If you’re searching for a musical balm for our current psychic landscape, then look no further than Mixing Colours, the gorgeous new offering from ambient godhead Brian Eno and his pianist brother, Roger, issued by venerable classical label Deutsche Grammophon. Foregrounded by Roger’s limpid, bell-like solo piano and flickering like glitter on a surface, this represents another intriguing chapter for Brian in a multi-faceted career characterised by an inherent curiosity.
A sound painting consisting of a myriad of tones and textures that shift and bleed into each other, Mixing Colours has been in gestation for some time. Pianist and multi-instrumentalist Roger began the process in 2005 by committing ideas, fragments and sketches using a MIDI keyboard, which he would email to Brian for some digital pruning. The subsequent moulding, treating and re-arranging have created eighteen tracks of inviting, serene and glistening miniatures, Schubert-inspired evocations of abstract art draped in burbling electronics and a burnished melancholy that play out like languid river-side conversations and are best enjoyed as a fluid, cohesive entity.
This is not the first time the brothers have worked together; their first collaboration came in 1983 with the stunning landmark, Apollo, a pristine evocation of the moon landings conjured in cahoots with producer and guitarist Daniel Lanois that was revisited for last year’s re-issue bonus tracks. They also pooled their talents for Roger’s debut Voices in 1985.
Each piece here travels at a sedate, dreamy and leisurely pace, unencumbered by notions of narrative and song structure and melting together in consummate harmony. Opening with the pillow-soft Spring Frost, a gentle rumination of twinkling keyboard notes, the siblings nail a hazy, somnolent atmosphere that blends a stealthy postminimalism with shimmering drones that recall the work of Max Richter and elicit traces of Erik Satie.
The sublime Celeste is an undoubted highlight, a ghostly pool of mesmeric electronics punctuated by echo-laden piano melodies and sobbing keyboards. Obsidian is both reverential and graceful, its sighing church organ both intimate and spine-tinglingly sparse. Quicksilver is characterised by a lilting spaciousness that unspools like a flowing river.

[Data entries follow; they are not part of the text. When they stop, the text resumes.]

//! 2D visualization.
//!
//! Everything is drawn with gizmos through the domain's debug draw hooks, so the picture shows
//! exactly what the quadtree and the sensors see.

use bevy::prelude::*;

use sensor_sim::domain::{self, DebugRenderer, DrawLayer, Position, ScenarioConfig};

use crate::{
    controller::Pilot,
    resource::{ScenarioRes, WorldRes},
};

pub struct Visualizer;

impl Plugin for Visualizer {
    fn build(&self, app: &mut App) {
        let scenario = ScenarioConfig::default();
        app.add_systems(Startup, set_up)
            .add_systems(Update, (update_text, handle_keyboard_input, draw))
            .insert_resource(create_world(&scenario))
            .insert_resource(ScenarioRes::from(scenario))
            .init_resource::<Scene>();
    }
}

#[derive(Resource)]
pub struct Scene {
    show_tree: bool,
    show_sensors: bool,
    show_text: bool,
}

impl Default for Scene {
    fn default() -> Self {
        Self {
            show_tree: true,
            show_sensors: true,
            show_text: true,
        }
    }
}

impl Scene {
    fn shows(&self, layer: DrawLayer) -> bool {
        match layer {
            DrawLayer::QuadTree => self.show_tree,
            DrawLayer::Sensor | DrawLayer::ActiveSensor => self.show_sensors,
            DrawLayer::Entity | DrawLayer::Agent => true,
        }
    }
}

#[derive(Component)]
struct Hud;

fn create_world(scenario: &ScenarioConfig) -> WorldRes {
    let world = match domain::generate(scenario) {
        Ok(world) => world,
        Err(err) => {
            error!(%err, "falling back to an empty world");
            domain::World::new(scenario.width, scenario.height)
        }
    };
    world.into()
}

fn set_up(mut commands: Commands, world: Res<WorldRes>) {
    let center = world.tree().region().center();
    commands.spawn(Camera2dBundle {
        transform: Transform::from_xyz(center.x() as f32, center.y() as f32, 999.9),
        ..default()
    });
    create_text(&mut commands);
}

fn create_text(commands: &mut Commands) {
    let text_style = TextStyle {
        font_size: 18.0,
        ..default()
    };
    commands.spawn((
        TextBundle::from_sections(vec![TextSection::new("", text_style)]).with_style(Style {
            position_type: PositionType::Absolute,
            bottom: Val::Px(12.0),
            left: Val::Px(12.0),
            ..default()
        }),
        Hud,
    ));
}

struct GizmoRenderer<'a, 'w, 's> {
    gizmos: &'a mut Gizmos<'w, 's>,
    scene: &'a Scene,
}

impl DebugRenderer for GizmoRenderer<'_, '_, '_> {
    fn line(&mut self, start: Position, end: Position, layer: DrawLayer) {
        if self.scene.shows(layer) {
            self.gizmos
                .line_2d(to_bevy_position(start), to_bevy_position(end), color(layer));
        }
    }
}

fn color(layer: DrawLayer) -> Color {
    match layer {
        DrawLayer::QuadTree => Color::rgba(0.4, 0.4, 0.4, 0.5),
        DrawLayer::Entity => Color::ANTIQUE_WHITE,
        DrawLayer::Agent => Color::CYAN,
        DrawLayer::Sensor => Color::rgb(0.2, 0.6, 0.2),
        DrawLayer::ActiveSensor => Color::ORANGE_RED,
    }
}

fn draw(mut gizmos: Gizmos, world: Res<WorldRes>, scene: Res<Scene>) {
    world.debug_draw(&mut GizmoRenderer {
        gizmos: &mut gizmos,
        scene: &scene,
    });
}

fn update_text(
    mut text: Query<&mut Text, With<Hud>>,
    scene: Res<Scene>,
    world: Res<WorldRes>,
    pilot: Res<Pilot>,
) {
    let Ok(mut text) = text.get_single_mut() else {
        return;
    };
    text.sections[0].value = match world.agent(0) {
        Some(agent) if scene.show_text => {
            let stats = world.stats();
            let activations = agent
                .activations()
                .iter()
                .map(|a| format!("{a:4.2}"))
                .collect::<Vec<_>>()
                .join(" ");
            format!(
                "{}   COL: {}   NODES: {} ({} leaves, depth {})   ACT: {activations}",
                if pilot.is_manual() { "MANUAL" } else { "AUTO" },
                agent.collisions(),
                stats.node_count,
                stats.leaf_count,
                stats.max_depth,
            )
        }
        _ => String::new(),
    };
}

fn handle_keyboard_input(
    keys: Res<ButtonInput<KeyCode>>,
    mut scene: ResMut<Scene>,
    mut scenario: ResMut<ScenarioRes>,
    mut world: ResMut<WorldRes>,
) {
    if keys.just_pressed(KeyCode::KeyR) {
        scenario.seed = scenario.seed.wrapping_add(1);
        *world = create_world(&scenario);
    }

    if keys.just_pressed(KeyCode::KeyQ) {
        scene.show_tree = !scene.show_tree;
    }

    if keys.just_pressed(KeyCode::KeyS) {
        scene.show_sensors = !scene.show_sensors;
    }

    if keys.just_pressed(KeyCode::KeyT) {
        scene.show_text = !scene.show_text;
    }
}

fn to_bevy_position(position: Position) -> Vec2 {
    Vec2::new(position.x() as f32, position.y() as f32)
}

The solo piano pieces, Blonde, Dark Sienna, Snow and Iris showcase Roger’s affinity for a weightless melodicism that invites comparison with his work with Harold Budd and triggers an airy, hymn-like atmosphere.
In these days of accelerated chatter and hyperactive news, Mixing Colours manages to “induce calm and a space to think”, as Brian put it in the sleeve notes for his 1978 masterpiece, Ambient 1: Music For Airports. Mixing Colours stays true to this mission statement, a subtle tapestry of sound that won’t disturb the neighbours, a recording that’s noble and transfixing in its becalming simplicity and awestruck loveliness.